Hanukah and Vayeshev (Genesis 38): Tamar Sheds Light on Immaculate Conception

The twice married, upright תמר Tamar courageously conceives the ancestor of King David by playing a prostitute. She was not born Jewish, but she desperately wanted to fulfill the promised Levirite marriage, and to bear the destiny of Judah’s path.  A most non-Immaculate Conception of the Messiah !

The Hellenic re-write of conceiving the Messiah involves an engaged Jewish virgin named Miriam/Mary who does not consent to a “Leda and the Swan” -style supernatural conception.  Active vs. passive; real/fantastic; Jewish-universal/Jewish only to replace the Jews; sex can be abused, but is the divine vehicle for giving love and life/ sex is filthy but necessary for the lowly masses. There can be no greater contrast, nor more important one, between these two heroines of the Hebrew Bible and the Greek Gospels.

The name תמר Tamar is about being “upright.” תמר  TaMaR is a tall, straight palm tree, and a pillar (Jeremiah 10:5) [E-Word entry: TRUNK].  Do you really think the Greco-Romans invented the pillar? Or did the Creator of our Natural Universe show us the way?
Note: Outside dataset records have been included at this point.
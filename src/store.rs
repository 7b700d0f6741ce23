//! Document store I/O.
//!
//! Reads and rewrites persisted configuration documents. A missing resource or
//! malformed JSON yields "no document" (`None`) rather than a partially-built
//! structure; callers decide what that means for them.

use serde_json::Value;
use std::fs;
use std::io;
use std::path::Path;

/// Read and parse the document at `path`.
///
/// Returns `None` when the resource is absent/unreadable or the content is not
/// valid JSON. The underlying handle is scoped to this call and released on
/// every exit path.
pub fn read_document(path: &Path) -> Option<Value> {
    let raw = fs::read_to_string(path).ok()?;
    match serde_json::from_str(&raw) {
        Ok(doc) => Some(doc),
        Err(err) => {
            tracing::debug!(path = %path.display(), %err, "document failed to parse");
            None
        }
    }
}

/// Serialize `doc` with stable two-space pretty-printing and write it to
/// `path` in full, replacing any previous content.
pub fn write_document(path: &Path, doc: &Value) -> io::Result<()> {
    let mut text = serde_json::to_string_pretty(doc)
        .map_err(|e| io::Error::new(io::ErrorKind::InvalidData, e))?;
    text.push('\n');
    fs::write(path, text)
}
Back in graduate school in American Literature I had a nominally-Jewish professor who was a respected author and expert in Greek Mythology and the sources of modern literature. We were learning Hawthorne’s The Scarlet Letter, whose climactic scene has Reverand Dimmesdale condemning Hester Prynne in court for adultery --   for carrying HIS own baby,  which he would not confess to .  Dr. S. was stunned to hear from a kid in the back that this is the precise scene of Genesis 38 --  except that Judge Judah mans up when Tamar presents evidence that Judah is the father of the child… who would give rise to David and the Messianic line of actual Judean kings.

Could our Creator be telling us that courageous human endeavor will engender redemption?
Hanukah is the time to hold a candle up to the black and white differences between the Hebraic and the Hellenic.  Happy Hanukah.